use thiserror::Error;

/// Application-level errors
#[derive(Debug, Error)]
pub enum AppError {
    #[error("Configuration error: {message}")]
    Config { message: String },

    #[error("Storage error: {0}")]
    Storage(#[from] StorageError),

    #[error("Text-understanding service error: {0}")]
    Nlu(#[from] NluError),

    #[error("Export error: {0}")]
    Export(#[from] ExportError),

    #[error("Internal error: {message}")]
    Internal { message: String },
}

/// Storage layer errors
#[derive(Debug, Error)]
pub enum StorageError {
    #[error("Database connection failed: {message}")]
    Connection { message: String },

    #[error("Query failed: {message}")]
    Query { message: String },

    #[error("Session not found: {session_id}")]
    SessionNotFound { session_id: String },

    #[error("Event not found: {event_id}")]
    EventNotFound { event_id: String },

    #[error("Migration failed: {message}")]
    Migration { message: String },

    #[error("SQLx error: {0}")]
    Sqlx(#[from] sqlx::Error),
}

/// Text-understanding service errors
#[derive(Debug, Error)]
pub enum NluError {
    #[error("Service unavailable: {message} (retries: {retries})")]
    Unavailable { message: String, retries: u32 },

    #[error("API error: {status} - {message}")]
    Api { status: u16, message: String },

    #[error("Invalid response: {message}")]
    InvalidResponse { message: String },

    #[error("Request timeout after {timeout_ms}ms")]
    Timeout { timeout_ms: u64 },

    #[error("HTTP error: {0}")]
    Http(#[from] reqwest::Error),
}

/// Exporter errors
#[derive(Debug, Error)]
pub enum ExportError {
    #[error("Session not found: {session_id}")]
    NotFound { session_id: String },

    #[error("Storage error: {0}")]
    Storage(#[from] StorageError),

    #[error("Write failed: {message}")]
    Io { message: String },
}

/// A text fragment that could not be converted to a typed value.
///
/// Local and recoverable: callers fall through to the next extraction
/// strategy or re-prompt.
#[derive(Debug, Clone, PartialEq, Error)]
#[error("Cannot normalize {kind}: {fragment:?}")]
pub struct NormalizationError {
    /// What was being parsed (e.g. "integer", "height").
    pub kind: &'static str,
    /// The fragment that failed to parse.
    pub fragment: String,
}

impl NormalizationError {
    /// Create a new normalization error for the given kind and fragment.
    pub fn new(kind: &'static str, fragment: impl Into<String>) -> Self {
        Self {
            kind,
            fragment: fragment.into(),
        }
    }
}

/// A value that parsed but falls outside its slot's valid domain.
///
/// The slot store is left untouched; callers re-prompt.
#[derive(Debug, Clone, PartialEq, Error)]
#[error("Invalid value for slot {slot}: {reason}")]
pub struct ValidationError {
    /// The slot the value was destined for.
    pub slot: String,
    /// Why the value was rejected.
    pub reason: String,
}

impl ValidationError {
    /// Create a new validation error for the given slot.
    pub fn new(slot: impl Into<String>, reason: impl Into<String>) -> Self {
        Self {
            slot: slot.into(),
            reason: reason.into(),
        }
    }
}

/// Result type alias for application errors
pub type AppResult<T> = Result<T, AppError>;

/// Result type alias for storage operations
pub type StorageResult<T> = Result<T, StorageError>;

/// Result type alias for text-understanding service operations
pub type NluResult<T> = Result<T, NluError>;

/// Result type alias for export operations
pub type ExportResult<T> = Result<T, ExportError>;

## TASK TO COMPLETE
The answer is the run of lines that starts at the one containing "untouched; callers re-prompt." and ends at the last line of the material, reproduced exactly.

## EXERCISE OUTPUT
/// The slot store is left untouched; callers re-prompt.
#[derive(Debug, Clone, PartialEq, Error)]
#[error("Invalid value for slot {slot}: {reason}")]
pub struct ValidationError {
    /// The slot the value was destined for.
    pub slot: String,
    /// Why the value was rejected.
    pub reason: String,
}

impl ValidationError {
    /// Create a new validation error for the given slot.
    pub fn new(slot: impl Into<String>, reason: impl Into<String>) -> Self {
        Self {
            slot: slot.into(),
            reason: reason.into(),
        }
    }
}

/// Result type alias for application errors
pub type AppResult<T> = Result<T, AppError>;

/// Result type alias for storage operations
pub type StorageResult<T> = Result<T, StorageError>;

/// Result type alias for text-understanding service operations
pub type NluResult<T> = Result<T, NluError>;

/// Result type alias for export operations
pub type ExportResult<T> = Result<T, ExportError>;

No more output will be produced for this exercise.